In the pharma contract services business, it goes beyond financial stability. Thriving CDMOs are those that are truly making an impact — on customers, on patient health and even on the economies of their home countries.
Lately, the word ‘uncertain’ has been used a lot. Whether the discussion refers to the ongoing pandemic, supply chain stability or the global economy — the outlook appears to not only be less than definitive, but also trending in the wrong direction.
And yet, many industry gurus seem to think that the pharma industry — and in particular, contract manufacturers — could buck the trends.
For the past few years, a well-funded pharma sector has generated brimming pipelines — creating a steady demand for CDMOs. On top of this, the pharma industry is still under pressure to advance new drugs through development faster, lower manufacturing costs and further secure supply chains — and they are looking for partners who can help.
In short, amid a lot of uncertainty, many CDMOs are thriving. This series profiles three growing CDMOs that have found ways to distinguish themselves with their offerings and extend their customer bases around the world.
Northway Biotech was Lithuania’s first pharma CDMO. The Baltic star — which will soon cut the ribbon on a new 30,000-square-foot GMP facility in the U.S. — has effectively tapped into Lithuania’s strengths to not only build a standout end-to-end CDMO, but also to put Lithuanian biotech on the map. As the country works toward an ambitious goal for its life sciences sector — 5% GDP contribution by 2030 — Northway Biotech continues to be a key producer in that quest. Pivotal to Northway’s success has been the company’s ongoing willingness to reinvest and enhance its services and capabilities.
Belgium-based Ardena has been on a mission to build a robust integrated services platform and position itself as an industry leader. Fueled by a successful ‘buy and build’ strategy, Ardena has grown from a regulatory consulting agency with 60 workers to a leading multi-service CDMO in Western Europe with over 500 employees — in just five years. With six sites in Belgium, the Netherlands, Sweden, Latvia and Spain, the company hasn’t fallen short on the ‘build’ portion of its strategy either, making consistent investments towards expanding its facilities and offerings.

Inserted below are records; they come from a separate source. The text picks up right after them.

//! Canonical keys for structural deduplication.
//!
//! Two entities are the same exactly when every field is equal, so a key is
//! the sequence of 32-bit words of all fields. Floats contribute their bit
//! patterns: `-0.0` and `0.0` are different keys, while every NaN collapses to
//! one canonical NaN so that a NaN field still compares equal to itself.

use crate::geometry::{Matrix4x4, Plane, Shape, Sphere, Terrain, Transform, Triangle, TriangleMesh, Vec2, Vec3, Vertex};
use crate::materials::{Surface, Texture};
use crate::scene::Primitive;

const CANONICAL_NAN: u32 = 0x7fc0_0000;

#[derive(Debug, Clone, Default, PartialEq, Eq, Hash)]
pub struct Key(Vec<u32>);

impl Key {
    pub fn float(&mut self, value: f32) {
        self.0.push(if value.is_nan() { CANONICAL_NAN } else { value.to_bits() });
    }

    pub fn floats(&mut self, values: &[f32]) {
        for &value in values {
            self.float(value);
        }
    }

    pub fn word(&mut self, value: u32) {
        self.0.push(value);
    }

    pub fn tag(&mut self, value: i32) {
        self.0.push(value as u32);
    }

    pub fn len(&self) -> usize {
        self.0.len()
    }

    pub fn is_empty(&self) -> bool {
        self.0.is_empty()
    }
}

pub trait StructuralKey {
    fn append_key(&self, key: &mut Key);

    fn structural_key(&self) -> Key {
        let mut key = Key::default();
        self.append_key(&mut key);
        key
    }
}

impl<T: StructuralKey + ?Sized> StructuralKey for &T {
    fn append_key(&self, key: &mut Key) {
        (**self).append_key(key)
    }
}

impl StructuralKey for Vec2 {
    fn append_key(&self, key: &mut Key) {
        key.floats(&self.to_array());
    }
}

impl StructuralKey for Vec3 {
    fn append_key(&self, key: &mut Key) {
        key.floats(&self.to_array());
    }
}

impl StructuralKey for Vertex {
    fn append_key(&self, key: &mut Key) {
        self.position.append_key(key);
        self.normal.append_key(key);
        self.texture_coordinates.append_key(key);
    }
}

impl StructuralKey for Triangle {
    fn append_key(&self, key: &mut Key) {
        for vertex in self.vertices() {
            vertex.append_key(key);
        }
    }
}

impl StructuralKey for TriangleMesh {
    fn append_key(&self, key: &mut Key) {
        // length prefix keeps a mesh key from being a prefix of another entity's
        key.word(self.len() as u32);
        for triangle in self.triangles() {
            triangle.append_key(key);
        }
    }
}

impl StructuralKey for Plane {
    fn append_key(&self, key: &mut Key) {
        for point in [self.a, self.b, self.c, self.surface_normal] {
            point.append_key(key);
        }
    }
}

impl StructuralKey for Sphere {
    fn append_key(&self, key: &mut Key) {
        self.position.append_key(key);
        key.float(self.radius);
    }
}

impl StructuralKey for Terrain {
    fn append_key(&self, key: &mut Key) {
        key.floats(&[self.frequency, self.gain, self.minimum, self.maximum]);
        key.word(self.octaves);
    }
}

impl StructuralKey for Shape {
    fn append_key(&self, key: &mut Key) {
        key.tag(self.shape_type() as i32);
        match self {
            Shape::Plane(plane) => plane.append_key(key),
            Shape::Sphere(sphere) => sphere.append_key(key),
            Shape::Terrain(terrain) => terrain.append_key(key),
            Shape::Triangle(triangle) => triangle.append_key(key),
            Shape::TriangleMesh(mesh) => mesh.append_key(key),
        }
    }
}

// the compiled record is self-describing (type and size lead), so it is a
// complete and unambiguous description of the texture
impl StructuralKey for Texture {
    fn append_key(&self, key: &mut Key) {
        key.floats(&self.compile());
    }
}

impl StructuralKey for Surface {
    fn append_key(&self, key: &mut Key) {
        key.tag(self.material as i32);
        for texture in self.textures() {
            texture.append_key(key);
        }
        key.floats(&[self.noise_amount, self.noise_scale]);
    }
}

impl StructuralKey for Matrix4x4 {
    fn append_key(&self, key: &mut Key) {
        key.floats(&self.to_row_major());
    }
}

impl StructuralKey for Transform {
    fn append_key(&self, key: &mut Key) {
        self.object_to_world().append_key(key);
    }
}

impl StructuralKey for Primitive {
    fn append_key(&self, key: &mut Key) {
        self.shape.append_key(key);
        self.surface.append_key(key);
        self.transform.append_key(key);
    }
}

#[cfg(test)]
mod tests {
    use super::*;

    #[test]
    fn float_bits_decide_equality() {
        assert_eq!(Vec3(1.0, 2.0, 3.0).structural_key(), Vec3(1.0, 2.0, 3.0).structural_key());
        assert_ne!(Vec3(0.0, 0.0, 0.0).structural_key(), Vec3(-0.0, 0.0, 0.0).structural_key());
        assert_eq!(
            Vec2(f32::NAN, 1.0).structural_key(),
            Vec2(-f32::NAN, 1.0).structural_key()
        );
    }

    #[test]
    fn shape_kind_is_part_of_the_key() {
        let sphere = Shape::Sphere(Sphere::new(Vec3::zero(), 1.0));
        let other = Shape::Sphere(Sphere::new(Vec3::zero(), 2.0));
        assert_ne!(sphere.structural_key(), other.structural_key());

        let key = sphere.structural_key();
        assert_eq!(key.len(), 1 + 3 + 1);
    }

    #[test]
    fn textures_of_different_kinds_differ() {
        assert_ne!(
            Texture::UV.structural_key(),
            Texture::SurfaceNormal { tangent_space: false }.structural_key()
        );
        assert_eq!(Texture::black().structural_key(), Texture::constant(Vec3::zero()).structural_key());
    }
}
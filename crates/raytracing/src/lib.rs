pub mod accel;
pub mod compiled;
pub mod compiler;
pub mod error;
pub mod geometry;
mod macros;
pub mod materials;
pub mod scene;
pub mod settings;

pub use compiled::CompiledScene;
pub use compiler::{CompileObserver, SceneCompiler, TracingObserver};
pub use error::{CompileError, CompiledSceneError};
pub use scene::Scene;
pub use settings::CompileSettings;
//! Binary BVH over the triangles of one mesh.
//!
//! Nodes live in an arena and refer to their children by index. The builder
//! appends nodes depth-first, left subtree before right, so the arena order is
//! already a pre-order walk; `pre_order` does not rely on that and walks the
//! links explicitly.

use crate::geometry::{Ray, Triangle, Vec3, AABB};

pub type NodeIndex = u32;

#[derive(Debug, Clone, PartialEq)]
pub enum BVHNodeKind {
    Leaf {
        triangles: Vec<Triangle>,
    },
    Tree {
        left: NodeIndex,
        right: NodeIndex,
    },
}

#[derive(Debug, Clone, PartialEq)]
pub struct BVHNode {
    // root is at depth 0, children at parent depth + 1
    pub depth: u32,
    pub bounds: AABB,
    pub kind: BVHNodeKind,
}

impl BVHNode {
    pub fn is_leaf(&self) -> bool {
        matches!(self.kind, BVHNodeKind::Leaf { .. })
    }
}

#[derive(Debug, Clone, PartialEq)]
pub struct BoundingVolumeHierarchy {
    nodes: Vec<BVHNode>,
}

struct BuildItem {
    triangle: Triangle,
    bounds: AABB,
    centroid: Vec3,
}

impl BoundingVolumeHierarchy {
    pub const ROOT: NodeIndex = 0;

    /// Top-down median split along the longest axis of the centroid bounds.
    /// A node becomes a leaf once it holds at most `max_triangles_per_leaf`
    /// triangles, or when all of its centroids coincide.
    #[tracing::instrument(skip_all, fields(tri_count = triangles.len()))]
    pub fn build(triangles: &[Triangle], max_triangles_per_leaf: usize) -> BoundingVolumeHierarchy {
        let max_triangles_per_leaf = max_triangles_per_leaf.max(1);
        let mut items: Vec<BuildItem> = triangles
            .iter()
            .map(|triangle| BuildItem {
                triangle: *triangle,
                bounds: triangle.bounds(),
                centroid: triangle.centroid(),
            })
            .collect();

        let mut nodes = Vec::with_capacity(2 * items.len().max(1));
        Self::build_node(&mut nodes, &mut items, 0, max_triangles_per_leaf);

        BoundingVolumeHierarchy { nodes }
    }

    fn build_node(
        nodes: &mut Vec<BVHNode>,
        items: &mut [BuildItem],
        depth: u32,
        max_triangles_per_leaf: usize,
    ) -> NodeIndex {
        let bounds = AABB::union_all(items.iter().map(|item| item.bounds)).unwrap_or_default();
        let index = nodes.len() as NodeIndex;

        let make_leaf = |items: &[BuildItem]| BVHNode {
            depth,
            bounds,
            kind: BVHNodeKind::Leaf {
                triangles: items.iter().map(|item| item.triangle).collect(),
            },
        };

        if items.len() <= max_triangles_per_leaf {
            nodes.push(make_leaf(&items[..]));
            return index;
        }

        let centroid_bounds = AABB::union_all(items.iter().map(|item| AABB::new(item.centroid, item.centroid)))
            .unwrap_or_default();
        let axis = centroid_bounds.longest_axis();
        if centroid_bounds.maximum.axis(axis) - centroid_bounds.minimum.axis(axis) <= 0.0 {
            // all centroids coincide, no split separates them
            nodes.push(make_leaf(&items[..]));
            return index;
        }

        let mid = items.len() / 2;
        items.select_nth_unstable_by(mid, |a, b| a.centroid.axis(axis).total_cmp(&b.centroid.axis(axis)));

        // placeholder, patched once both children exist
        nodes.push(BVHNode {
            depth,
            bounds,
            kind: BVHNodeKind::Tree { left: 0, right: 0 },
        });

        let (left_items, right_items) = items.split_at_mut(mid);
        let left = Self::build_node(nodes, left_items, depth + 1, max_triangles_per_leaf);
        let right = Self::build_node(nodes, right_items, depth + 1, max_triangles_per_leaf);
        nodes[index as usize].kind = BVHNodeKind::Tree { left, right };

        index
    }

    pub fn root(&self) -> &BVHNode {
        &self.nodes[Self::ROOT as usize]
    }

    pub fn node(&self, index: NodeIndex) -> &BVHNode {
        &self.nodes[index as usize]
    }

    pub fn nodes(&self) -> &[BVHNode] {
        &self.nodes
    }

    pub fn node_count(&self) -> usize {
        self.nodes.len()
    }

    pub fn leaf_count(&self) -> usize {
        self.nodes.iter().filter(|node| node.is_leaf()).count()
    }

    pub fn max_depth(&self) -> u32 {
        self.nodes.iter().map(|node| node.depth).max().unwrap_or(0)
    }

    /// Node indices in pre-order: a node before its children, the whole left
    /// subtree before the right one.
    pub fn pre_order(&self) -> Vec<NodeIndex> {
        let mut order = Vec::with_capacity(self.nodes.len());
        let mut stack = vec![Self::ROOT];
        while let Some(index) = stack.pop() {
            order.push(index);
            if let BVHNodeKind::Tree { left, right } = self.node(index).kind {
                stack.push(right);
                stack.push(left);
            }
        }
        order
    }

    /// Every triangle held by a leaf, in pre-order of the leaves
    pub fn triangles(&self) -> impl Iterator<Item = &Triangle> + '_ {
        self.pre_order()
            .into_iter()
            .filter_map(move |index| match &self.node(index).kind {
                BVHNodeKind::Leaf { triangles } => Some(triangles.iter()),
                BVHNodeKind::Tree { .. } => None,
            })
            .flatten()
    }

    /// Recursive reference traversal: calls `visit` on every leaf whose bounds
    /// (and all of whose ancestors' bounds) pass `hit`.
    pub fn visit_leaves<'a>(&'a self, hit: &mut impl FnMut(&AABB) -> bool, visit: &mut impl FnMut(&'a [Triangle])) {
        self.visit_from(Self::ROOT, hit, visit);
    }

    fn visit_from<'a>(
        &'a self,
        index: NodeIndex,
        hit: &mut impl FnMut(&AABB) -> bool,
        visit: &mut impl FnMut(&'a [Triangle]),
    ) {
        let node = self.node(index);
        if !hit(&node.bounds) {
            return;
        }
        match &node.kind {
            BVHNodeKind::Leaf { triangles } => visit(triangles),
            BVHNodeKind::Tree { left, right } => {
                self.visit_from(*left, hit, visit);
                self.visit_from(*right, hit, visit);
            }
        }
    }

    pub fn intersecting_leaves(&self, ray: Ray) -> Vec<&[Triangle]> {
        let mut leaves = Vec::new();
        self.visit_leaves(
            &mut |bounds| bounds.intersects(ray, 0.0, f32::INFINITY),
            &mut |triangles| leaves.push(triangles),
        );
        leaves
    }
}

#[cfg(test)]
mod tests {
    use super::*;
    use crate::geometry::{Vec2, Vertex};

    fn make_tri(cx: f32, cy: f32, cz: f32) -> Triangle {
        let n = Vec3(0.0, 0.0, 1.0);
        Triangle::new(
            Vertex::new(Vec3(cx - 0.5, cy - 0.5, cz), n, Vec2(0.0, 0.0)),
            Vertex::new(Vec3(cx + 0.5, cy - 0.5, cz), n, Vec2(1.0, 0.0)),
            Vertex::new(Vec3(cx, cy + 0.5, cz), n, Vec2(0.5, 1.0)),
        )
    }

    fn check_invariants(bvh: &BoundingVolumeHierarchy) {
        for node in bvh.nodes() {
            match &node.kind {
                BVHNodeKind::Leaf { triangles } => {
                    for tri in triangles {
                        assert!(node.bounds.contains(&tri.bounds()));
                    }
                }
                BVHNodeKind::Tree { left, right } => {
                    let (left, right) = (bvh.node(*left), bvh.node(*right));
                    assert_eq!(left.depth, node.depth + 1);
                    assert_eq!(right.depth, node.depth + 1);
                    assert_eq!(AABB::surrounding_box(left.bounds, right.bounds), node.bounds);
                }
            }
        }
    }

    #[test]
    fn test_empty_bvh() {
        let bvh = BoundingVolumeHierarchy::build(&[], 4);
        assert_eq!(bvh.node_count(), 1);
        assert!(bvh.root().is_leaf());
        assert_eq!(bvh.triangles().count(), 0);
    }

    #[test]
    fn test_small_mesh_is_single_leaf() {
        let tris = [make_tri(0.0, 0.0, 0.0), make_tri(1.0, 0.0, 0.0), make_tri(2.0, 0.0, 0.0)];
        let bvh = BoundingVolumeHierarchy::build(&tris, 4);
        assert_eq!(bvh.node_count(), 1);
        assert_eq!(bvh.root().depth, 0);
        assert_eq!(bvh.triangles().count(), 3);
    }

    #[test]
    fn test_many_triangles_builds_tree() {
        let tris: Vec<Triangle> = (0..100).map(|i| make_tri(i as f32 * 2.0, 0.0, 0.0)).collect();
        let bvh = BoundingVolumeHierarchy::build(&tris, 4);

        assert!(bvh.node_count() > 1);
        assert!(bvh.max_depth() >= 5);
        check_invariants(&bvh);

        // every triangle ends up in exactly one leaf
        let mut xs: Vec<f32> = bvh.triangles().map(|t| t.centroid().x()).collect();
        xs.sort_by(f32::total_cmp);
        let mut expected: Vec<f32> = tris.iter().map(|t| t.centroid().x()).collect();
        expected.sort_by(f32::total_cmp);
        assert_eq!(xs, expected);

        assert!(bvh.root().bounds.minimum.x() < 0.0);
        assert!(bvh.root().bounds.maximum.x() > 198.0);
    }

    #[test]
    fn test_arena_is_pre_order() {
        let tris: Vec<Triangle> = (0..37).map(|i| make_tri((i * 7 % 13) as f32, i as f32, 0.0)).collect();
        let bvh = BoundingVolumeHierarchy::build(&tris, 2);
        let expected: Vec<NodeIndex> = (0..bvh.node_count() as NodeIndex).collect();
        assert_eq!(bvh.pre_order(), expected);
    }

    #[test]
    fn test_coincident_centroids_stay_in_one_leaf() {
        let tris = vec![make_tri(1.0, 1.0, 1.0); 9];
        let bvh = BoundingVolumeHierarchy::build(&tris, 2);
        assert_eq!(bvh.node_count(), 1);
        assert_eq!(bvh.triangles().count(), 9);
    }

    #[test]
    fn test_ray_visits_only_overlapping_leaves() {
        let tris: Vec<Triangle> = (0..16).map(|i| make_tri(i as f32 * 4.0, 0.0, 0.0)).collect();
        let bvh = BoundingVolumeHierarchy::build(&tris, 1);
        let ray = Ray::new(Vec3(8.0, 0.0, -1.0), Vec3(0.0, 0.0, 1.0));
        let leaves = bvh.intersecting_leaves(ray);
        assert_eq!(leaves.len(), 1);
        assert_eq!(leaves[0][0].centroid().x(), 8.0);
    }
}
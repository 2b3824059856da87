use std::ops::{self, MulAssign};

#[repr(C)]
#[derive(Clone, Copy, Default, Debug, PartialEq, PartialOrd)]
pub struct Vec3(pub f32, pub f32, pub f32);

impl Vec3 {
    pub fn zero() -> Vec3 {
        Vec3(0.0, 0.0, 0.0)
    }

    pub fn x(&self) -> f32 {
        self.0
    }

    pub fn y(&self) -> f32 {
        self.1
    }

    pub fn z(&self) -> f32 {
        self.2
    }

    pub fn to_array(self) -> [f32; 3] {
        [self.0, self.1, self.2]
    }

    pub fn axis(&self, axis: usize) -> f32 {
        match axis {
            0 => self.0,
            1 => self.1,
            _ => self.2,
        }
    }

    pub fn square_magnitude(&self) -> f32 {
        self.0 * self.0
            + self.1 * self.1
            + self.2 * self.2
    }

    pub fn length(&self) -> f32 {
        self.square_magnitude().sqrt()
    }

    pub fn dot(a: Vec3, b: Vec3) -> f32 {
        a.0 * b.0 + a.1 * b.1 + a.2 * b.2
    }

    pub fn cross(u: Vec3, v: Vec3) -> Vec3 {
        Vec3(u.1 * v.2 - u.2 * v.1,
            u.2 * v.0 - u.0 * v.2,
            u.0 * v.1 - u.1 * v.0)
    }

    pub fn normalized(u: Vec3) -> Vec3 {
        u / u.length()
    }

    pub fn near_zero(&self) -> bool {
        const EPSILON: f32 = 1e-8;
        self.0.abs() < EPSILON && self.1.abs() < EPSILON && self.2.abs() < EPSILON
    }

    // exact test, used for colours: anything above zero in any channel carries energy
    pub fn is_black(&self) -> bool {
        self.0 <= 0.0 && self.1 <= 0.0 && self.2 <= 0.0
    }

    pub fn elementwise_min(a: Vec3, b: Vec3) -> Vec3 {
        Vec3(f32::min(a.0, b.0), f32::min(a.1, b.1), f32::min(a.2, b.2))
    }

    pub fn elementwise_max(a: Vec3, b: Vec3) -> Vec3 {
        Vec3(f32::max(a.0, b.0), f32::max(a.1, b.1), f32::max(a.2, b.2))
    }
}

impl ops::AddAssign for Vec3 {
    fn add_assign(&mut self, rhs: Self) {
        self.0 += rhs.0;
        self.1 += rhs.1;
        self.2 += rhs.2;
    }
}

impl ops::MulAssign<f32> for Vec3 {
    fn mul_assign(&mut self, rhs: f32) {
        self.0 *= rhs;
        self.1 *= rhs;
        self.2 *= rhs;
    }
}

impl ops::DivAssign<f32> for Vec3 {
    fn div_assign(&mut self, rhs: f32) {
        self.mul_assign(1.0 / rhs);
    }
}

impl ops::Add for Vec3 {
    type Output = Vec3;
    fn add(self, rhs: Self) -> Self::Output {
        Vec3(self.0 + rhs.0,
            self.1 + rhs.1,
            self.2 + rhs.2)
    }
}

impl ops::Neg for Vec3 {
    type Output = Vec3;
    fn neg(self) -> Self::Output {
        Vec3(-self.0, -self.1, -self.2)
    }
}

impl ops::Sub for Vec3 {
    type Output = Vec3;
    fn sub(self, rhs: Self) -> Self::Output {
        Vec3(self.0 - rhs.0,
            self.1 - rhs.1,
            self.2 - rhs.2)
    }
}

impl ops::Mul<f32> for Vec3 {
    type Output = Vec3;
    fn mul(self, rhs: f32) -> Self::Output {
        Vec3(self.0 * rhs,
            self.1 * rhs,
            self.2 * rhs)
    }
}

impl ops::Mul<Vec3> for f32 {
    type Output = Vec3;
    fn mul(self, rhs: Vec3) -> Self::Output {
        rhs * self
    }
}

impl ops::Div<f32> for Vec3 {
    type Output = Vec3;
    fn div(self, rhs: f32) -> Self::Output {
        self * (1.0 / rhs)
    }
}

impl From<[f32; 3]> for Vec3 {
    fn from(value: [f32; 3]) -> Self {
        Vec3(value[0], value[1], value[2])
    }
}

#[repr(C)]
#[derive(Clone, Copy, Default, Debug, PartialEq, Eq, Hash)]
pub struct Vec3u(pub u32, pub u32, pub u32);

With its origins as a family-run company situated in the small island nation of Taiwan, Bora Pharmaceuticals set its sights on becoming a world-leading CDMO. Like Ardena, the company’s growth strategy has relied heavily on acquisitions — six in the past eight years. Bora has also dedicated itself to expanding its capabilities by investing in its acquired facilities. Now operating six state-of-the-art CGMP manufacturing facilities, including one in Canada, Bora is Taiwan’s largest pharmaceutical group by volume, currently producing 12% of all drug products exported from the island.
Finally, it’s worth noting that all three CDMOs profiled in this issue are helmed by passionate leaders who have been onboard since the initial launch, highlighting the crucial role dedicated leadership plays in a company’s ability to flourish during even the most uncertain times.